Daily News: St. Vincent's Hospital ER could survive as takeover talks still on the table
Its board of directors may have pulled the plug on St. Vincent's Hospital Manhattan - but the emergency room still has a pulse.
At least two health care companies - Mount Sinai Medical Center and Continuum Health Partners, which operates Beth Israel - are still in talks to take over the emergency department and crucial community clinics.
"There are still health care facilities interested," an insider told the Daily News. "That part of the hospital is not dead yet, but it's not out of the woods, either."
The St. Vincent's board voted Tuesday to close the debt-plagued hospital's inpatient services. Acute rehab, behavioral and mental health and other services are set to end this month.
Both Continuum and Mount Sinai had earlier bids to take over the entire hospital, but pulled out to avoid taking on the hospital's $700 million debt.
"They knew they weren't done with St. Vincent's when they withdrew their first proposals," a source said. "They wanted a better deal and they were willing wait for it."
Both companies declined to comment on a potential takeover yesterday.

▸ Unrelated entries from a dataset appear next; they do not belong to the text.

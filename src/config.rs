//! Configuration for mission-control.
//!
//! Settings come from a YAML file, with a handful of command-line and
//! environment overrides applied on top by the CLI layer:
//!
//! ```yaml
//! database:
//!   host: tpp-db.example.org
//!   port: 8080
//!   token: "..."
//! launcher:
//!   program: /opt/tpp/launcher.py
//!   args: ["-d", "{id}"]
//!   mode: per_record
//! ui:
//!   show_skymap: true
//! ```

use serde::{Deserialize, Serialize};
use std::path::{Path, PathBuf};
use std::time::Duration;

use crate::error::ConfigError;

/// Default configuration file looked up in the working directory.
pub const DEFAULT_CONFIG_PATH: &str = "mission_control.yaml";

/// Placeholder replaced by the record identifier in launcher arguments.
pub const ID_PLACEHOLDER: &str = "{id}";

/// Top-level configuration.
#[derive(Debug, Clone, Default, Serialize, Deserialize)]
#[serde(default)]
pub struct MissionConfig {
    pub database: DatabaseConfig,
    pub launcher: LauncherConfig,
    pub ui: UiConfig,
}

/// Connection settings for the survey database REST service.
#[derive(Debug, Clone, Serialize, Deserialize)]
#[serde(default)]
pub struct DatabaseConfig {
    pub host: String,
    pub port: u16,
    /// Bearer token sent with every request.
    pub token: Option<String>,
    pub timeout_secs: u64,
    /// Endpoint searched for the job entry of a pointing.
    pub status_endpoint: String,
}

impl Default for DatabaseConfig {
    fn default() -> Self {
        Self {
            host: "localhost".to_string(),
            port: 8080,
            token: None,
            timeout_secs: 60,
            status_endpoint: "survey/search_data".to_string(),
        }
    }
}

impl DatabaseConfig {
    pub fn base_url(&self) -> String {
        format!("http://{}:{}/", self.host, self.port)
    }

    pub fn timeout(&self) -> Duration {
        Duration::from_secs(self.timeout_secs)
    }
}

/// How the launcher program receives identifiers.
#[derive(Debug, Clone, Copy, PartialEq, Eq, Default, Serialize, Deserialize)]
#[serde(rename_all = "snake_case")]
pub enum LaunchMode {
    /// One process per record, `{id}` substituted in the arguments.
    #[default]
    PerRecord,
    /// One process for the whole request, identifiers appended.
    Batch,
}

impl std::str::FromStr for LaunchMode {
    type Err = String;

    fn from_str(s: &str) -> Result<Self, Self::Err> {
        match s.to_lowercase().as_str() {
            "per_record" | "per-record" | "record" => Ok(LaunchMode::PerRecord),
            "batch" => Ok(LaunchMode::Batch),
            other => Err(format!("Unknown launch mode: {}", other)),
        }
    }
}

/// External launcher program.
#[derive(Debug, Clone, Serialize, Deserialize)]
#[serde(default)]
pub struct LauncherConfig {
    pub program: String,
    pub args: Vec<String>,
    pub mode: LaunchMode,
    pub working_dir: Option<PathBuf>,
}

impl Default for LauncherConfig {
    fn default() -> Self {
        Self {
            program: "launcher.py".to_string(),
            args: vec!["-d".to_string(), ID_PLACEHOLDER.to_string()],
            mode: LaunchMode::PerRecord,
            working_dir: None,
        }
    }
}

/// Terminal front-end settings.
#[derive(Debug, Clone, Serialize, Deserialize)]
#[serde(default)]
pub struct UiConfig {
    /// Input poll interval.
    pub tick_rate_ms: u64,
    /// Initial state of the sky map toggle on the query form.
    pub show_skymap: bool,
}

impl Default for UiConfig {
    fn default() -> Self {
        Self {
            tick_rate_ms: 200,
            show_skymap: true,
        }
    }
}

impl UiConfig {
    pub fn tick_rate(&self) -> Duration {
        Duration::from_millis(self.tick_rate_ms)
    }
}

impl MissionConfig {
    /// Parses and validates a configuration from YAML text.
    pub fn from_yaml(content: &str) -> Result<Self, ConfigError> {
        let config: MissionConfig = serde_yaml::from_str(content)?;
        config.validate()?;
        Ok(config)
    }

    /// Loads a configuration file.
    ///
    /// When `path` is `None` the default file is used if present, otherwise
    /// built-in defaults. An explicitly named file must exist.
    pub fn load(path: Option<&Path>) -> Result<Self, ConfigError> {
        let (path, explicit) = match path {
            Some(p) => (p.to_path_buf(), true),
            None => (PathBuf::from(DEFAULT_CONFIG_PATH), false),
        };

        if !path.exists() {
            if explicit {
                return Err(ConfigError::NotFound(path.display().to_string()));
            }
            tracing::debug!(path = %path.display(), "No configuration file, using defaults");
            return Ok(Self::default());
        }

        let content = std::fs::read_to_string(&path)?;
        let config = Self::from_yaml(&content)?;
        tracing::info!(path = %path.display(), "Configuration loaded");
        Ok(config)
    }

    /// Validates the configuration values.
    ///
    /// # Errors
    ///
    /// Returns `ConfigError::InvalidValue` naming the first offending key.
    pub fn validate(&self) -> Result<(), ConfigError> {
        if self.database.host.trim().is_empty() {
            return Err(invalid("database.host", "cannot be empty"));
        }
        if self.database.port == 0 {
            return Err(invalid("database.port", "must be greater than 0"));
        }
        if self.database.timeout_secs == 0 {
            return Err(invalid("database.timeout_secs", "must be greater than 0"));
        }
        if self.launcher.program.trim().is_empty() {
            return Err(invalid("launcher.program", "cannot be empty"));
        }
        if self.launcher.mode == LaunchMode::PerRecord
            && !self
                .launcher
                .args
                .iter()
                .any(|a| a.contains(ID_PLACEHOLDER))
        {
            return Err(invalid(
                "launcher.args",
                "per_record mode needs an argument containing {id}",
            ));
        }
        if self.ui.tick_rate_ms == 0 {
            return Err(invalid("ui.tick_rate_ms", "must be greater than 0"));
        }
        Ok(())
    }
}

fn invalid(key: &str, message: &str) -> ConfigError {
    ConfigError::InvalidValue {
        key: key.to_string(),
        message: message.to_string(),
    }
}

St. Vincent's is the last Catholic health center left in the city and the only hospital in the Greenwich Village area.
Local politicians rallied with community members outside it Wednesday to demand - at the very least - the emergency room stay open.

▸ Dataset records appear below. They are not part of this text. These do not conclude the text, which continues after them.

//! mission-control entry point.
//!
//! Initializes logging and delegates to the CLI module.

use std::fs::OpenOptions;
use std::sync::Mutex;

use anyhow::Context;
use tracing_subscriber::{fmt, prelude::*, EnvFilter};

#[tokio::main]
async fn main() -> anyhow::Result<()> {
    // Parse CLI arguments first to get log_level
    let cli = mission_control::cli::parse_cli();

    // Priority: RUST_LOG env var > --log-level CLI arg > default "info"
    let log_filter = std::env::var("RUST_LOG").unwrap_or_else(|_| cli.log_level.clone());

    // The terminal belongs to the interface, so logs go to a file.
    let log_file = OpenOptions::new()
        .create(true)
        .append(true)
        .open(&cli.log_file)
        .with_context(|| format!("Failed to open log file {}", cli.log_file.display()))?;

    tracing_subscriber::registry()
        .with(fmt::layer().with_writer(Mutex::new(log_file)).with_ansi(false))
        .with(EnvFilter::try_from_default_env().unwrap_or_else(|_| EnvFilter::new(&log_filter)))
        .init();

    mission_control::cli::run_with_cli(cli).await
}
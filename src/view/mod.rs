//! UI-independent view state: the query form and the selection view.

pub mod form;
pub mod selection;

pub use form::{CoordinateMode, FormField, QueryForm};
pub use selection::{SelectionSet, SelectionView, StatusFilter};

"If St. Vincent's wasn't here, my daughter would not be alive," said Miquel Acevado, standing next to his 10-year-old girl, Kaitlyn, who stopped breathing when she was a baby and was rushed to the emergency room.
"St. Vincent's saved my daughter's life. Seconds make the difference in life or death situations," he said.
"There is money left on the table in Albany, and we're going to use that money to keep care in our community," said State Sen. Tom Duane (D-Manhattan).
"It's critically important that we do everything in our power to ensure there's no dropoff in service in the West Village," said Brian Conway of the Greater New York Hospital Association.